** Opening Data shown block **
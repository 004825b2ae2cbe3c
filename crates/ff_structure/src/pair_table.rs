use std::ops::{Deref, DerefMut};
use std::convert::TryFrom;
use crate::StructureError;
use crate::{DotBracket, DotBracketVec};

#[derive(Debug, Clone, PartialEq, Eq)]
pub struct PairTable(pub Vec<Option<usize>>);

impl PairTable {
    /// Check if the substructure from `i..j` is well-formed:
    /// - All pairings are internal to the interval
    pub fn is_well_formed(&self, i: usize, j: usize) -> bool {
        assert!(j <= self.len(), "Invalid interval: j must be <= length");

        for k in i..j {
            if let Some(l) = self[k] {
                if l < i || l >= j {
                    return false; // points outside
                }
            }
        }
        true
    }
}

impl Deref for PairTable {
    type Target = [Option<usize>];

    fn deref(&self) -> &Self::Target {
        &self.0
    }
}

impl DerefMut for PairTable {
    fn deref_mut(&mut self) -> &mut Self::Target {
        &mut self.0
    }
}

impl TryFrom<&str> for PairTable {
    type Error = StructureError;

    fn try_from(s: &str) -> Result<Self, Self::Error> {
        let mut stack = Vec::new();
        let mut table = vec![None; s.len()];

        for (i, c) in s.chars().enumerate() {
            match c {
                '(' => stack.push(i),
                ')' => {
                    let j = stack.pop().ok_or(StructureError::UnmatchedClose(i))?;
                    table[i] = Some(j);
                    table[j] = Some(i);
                }
                '.' => (),
                _ => return Err(StructureError::InvalidToken(format!("character '{}'", c), "structure".to_string(), i)),
            }
        }

        if let Some(i) = stack.pop() {
            return Err(StructureError::UnmatchedOpen(i));
        }
        Ok(PairTable(table))
    }
}

impl TryFrom<&DotBracketVec> for PairTable {
    type Error = StructureError;

    fn try_from(db: &DotBracketVec) -> Result<Self, Self::Error> {
        let mut stack: Vec<usize> = Vec::new();
        let mut table = vec![None; db.len()];

        for (i, dot) in db.iter().enumerate() {
            match dot {
                DotBracket::Open => stack.push(i),
                DotBracket::Close => {
                    let j = stack.pop().ok_or(StructureError::UnmatchedClose(i))?;
                    table[i] = Some(j);
                    table[j] = Some(i);
                }
                DotBracket::Unpaired => {}
            }
        }

        if let Some(i) = stack.pop() {
            return Err(StructureError::UnmatchedOpen(i));
        }

        Ok(PairTable(table))
    }
}

#[cfg(test)]
mod tests {
    use super::*;

    #[test]
    fn test_valid_pair_table() {
        let pt = PairTable::try_from("((..))").unwrap();
        assert_eq!(pt.len(), 6);
        assert_eq!(pt[0], Some(5));
        assert_eq!(pt[1], Some(4));
        assert_eq!(pt[2], None);
        assert_eq!(pt[3], None);
        assert_eq!(pt[4], Some(1));
        assert_eq!(pt[5], Some(0));
    }

    #[test]
    fn test_unmatched_open() {
        let err = PairTable::try_from("(()").unwrap_err();
        assert_eq!(format!("{}", err), "Unmatched '(' at position 0");
    }

    #[test]
    fn test_unmatched_close() {
        let err = PairTable::try_from("())").unwrap_err();
        assert_eq!(format!("{}", err), "Unmatched ')' at position 2");
    }

    #[test]
    fn test_invalid_token() {
        let err = PairTable::try_from("(x)").unwrap_err();
        assert_eq!(format!("{}", err), "Invalid character 'x' in structure at position 1");
    }

    #[test]
    fn test_well_formed_empty_interval() {
        let pt = PairTable::try_from("...").unwrap();
        assert!(pt.is_well_formed(0, 0));
        assert!(pt.is_well_formed(0, 1));
        assert!(pt.is_well_formed(0, 2));
        assert!(pt.is_well_formed(0, 3));
        assert!(pt.is_well_formed(1, 3));
        assert!(pt.is_well_formed(2, 3));
        assert!(pt.is_well_formed(3, 3));
    }

    #[test]
    fn test_well_formed_pairings_within_interval() {
        let pt = PairTable::try_from(".(.).").unwrap();
        assert!(pt.is_well_formed(0, 5));
        assert!(pt.is_well_formed(0, 4));
        assert!(pt.is_well_formed(1, 5));
        assert!(pt.is_well_formed(1, 4));
        assert!(pt.is_well_formed(2, 3));
        assert!(!pt.is_well_formed(0, 3));
        assert!(!pt.is_well_formed(1, 3));
        assert!(!pt.is_well_formed(2, 4));
    }

    #[test]
    #[should_panic(expected = "Invalid interval: j must be <= length")]
    fn test_well_formed_out_of_bounds_assert() {
        let pt = PairTable::try_from("..").unwrap();
        pt.is_well_formed(0, 3);
    }

    #[test]
    fn test_non_crossing_is_the_only_thing_enforced_by_construction() {
        // PairTable construction cannot produce crossing pairs from balanced
        // dot-bracket input; crossing structures simply aren't representable
        // through this parser.
        let pt = PairTable::try_from("(())").unwrap();
        assert_eq!(pt[0], Some(3));
        assert_eq!(pt[1], Some(2));
    }
}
** Closing Data shown block **
■ Task instructions ■
Nothing above should be left out; write out every record exactly.

■ Output of the task ■
repository 004825b2ae2cbe3c
filename crates/ff_structure/src/pair_table.rs
use std::ops::{Deref, DerefMut};
use std::convert::TryFrom;
use crate::StructureError;
use crate::{DotBracket, DotBracketVec};

#[derive(Debug, Clone, PartialEq, Eq)]
pub struct PairTable(pub Vec<Option<usize>>);

impl PairTable {
    /// Check if the substructure from `i..j` is well-formed:
    /// - All pairings are internal to the interval
    pub fn is_well_formed(&self, i: usize, j: usize) -> bool {
        assert!(j <= self.len(), "Invalid interval: j must be <= length");

        for k in i..j {
            if let Some(l) = self[k] {
                if l < i || l >= j {
                    return false; // points outside
                }
            }
        }
        true
    }
}

impl Deref for PairTable {
    type Target = [Option<usize>];

    fn deref(&self) -> &Self::Target {
        &self.0
    }
}

impl DerefMut for PairTable {
    fn deref_mut(&mut self) -> &mut Self::Target {
        &mut self.0
    }
}

impl TryFrom<&str> for PairTable {
    type Error = StructureError;

    fn try_from(s: &str) -> Result<Self, Self::Error> {
        let mut stack = Vec::new();
        let mut table = vec![None; s.len()];

        for (i, c) in s.chars().enumerate() {
            match c {
                '(' => stack.push(i),
                ')' => {
                    let j = stack.pop().ok_or(StructureError::UnmatchedClose(i))?;
                    table[i] = Some(j);
                    table[j] = Some(i);
                }
                '.' => (),
                _ => return Err(StructureError::InvalidToken(format!("character '{}'", c), "structure".to_string(), i)),
            }
        }

        if let Some(i) = stack.pop() {
            return Err(StructureError::UnmatchedOpen(i));
        }
        Ok(PairTable(table))
    }
}

impl TryFrom<&DotBracketVec> for PairTable {
    type Error = StructureError;

    fn try_from(db: &DotBracketVec) -> Result<Self, Self::Error> {
        let mut stack: Vec<usize> = Vec::new();
        let mut table = vec![None; db.len()];

        for (i, dot) in db.iter().enumerate() {
            match dot {
                DotBracket::Open => stack.push(i),
                DotBracket::Close => {
                    let j = stack.pop().ok_or(StructureError::UnmatchedClose(i))?;
                    table[i] = Some(j);
                    table[j] = Some(i);
                }
                DotBracket::Unpaired => {}
            }
        }

        if let Some(i) = stack.pop() {
            return Err(StructureError::UnmatchedOpen(i));
        }

        Ok(PairTable(table))
    }
}

#[cfg(test)]
mod tests {
    use super::*;

    #[test]
    fn test_valid_pair_table() {
        let pt = PairTable::try_from("((..))").unwrap();
        assert_eq!(pt.len(), 6);
        assert_eq!(pt[0], Some(5));
        assert_eq!(pt[1], Some(4));
        assert_eq!(pt[2], None);
        assert_eq!(pt[3], None);
        assert_eq!(pt[4], Some(1));
        assert_eq!(pt[5], Some(0));
    }

    #[test]
    fn test_unmatched_open() {
        let err = PairTable::try_from("(()").unwrap_err();
        assert_eq!(format!("{}", err), "Unmatched '(' at position 0");
    }

    #[test]
    fn test_unmatched_close() {
        let err = PairTable::try_from("())").unwrap_err();
        assert_eq!(format!("{}", err), "Unmatched ')' at position 2");
    }

    #[test]
    fn test_invalid_token() {
        let err = PairTable::try_from("(x)").unwrap_err();
        assert_eq!(format!("{}", err), "Invalid character 'x' in structure at position 1");
    }

    #[test]
    fn test_well_formed_empty_interval() {
        let pt = PairTable::try_from("...").unwrap();
        assert!(pt.is_well_formed(0, 0));
        assert!(pt.is_well_formed(0, 1));
        assert!(pt.is_well_formed(0, 2));
        assert!(pt.is_well_formed(0, 3));
        assert!(pt.is_well_formed(1, 3));
        assert!(pt.is_well_formed(2, 3));
        assert!(pt.is_well_formed(3, 3));
    }

    #[test]
    fn test_well_formed_pairings_within_interval() {
        let pt = PairTable::try_from(".(.).").unwrap();
        assert!(pt.is_well_formed(0, 5));
        assert!(pt.is_well_formed(0, 4));
        assert!(pt.is_well_formed(1, 5));
        assert!(pt.is_well_formed(1, 4));
        assert!(pt.is_well_formed(2, 3));
        assert!(!pt.is_well_formed(0, 3));
        assert!(!pt.is_well_formed(1, 3));
        assert!(!pt.is_well_formed(2, 4));
    }

    #[test]
    #[should_panic(expected = "Invalid interval: j must be <= length")]
    fn test_well_formed_out_of_bounds_assert() {
        let pt = PairTable::try_from("..").unwrap();
        pt.is_well_formed(0, 3);
    }

    #[test]
    fn test_non_crossing_is_the_only_thing_enforced_by_construction() {
        // PairTable construction cannot produce crossing pairs from balanced
        // dot-bracket input; crossing structures simply aren't representable
        // through this parser.
        let pt = PairTable::try_from("(())").unwrap();
        assert_eq!(pt[0], Some(3));
        assert_eq!(pt[1], Some(2));
    }
}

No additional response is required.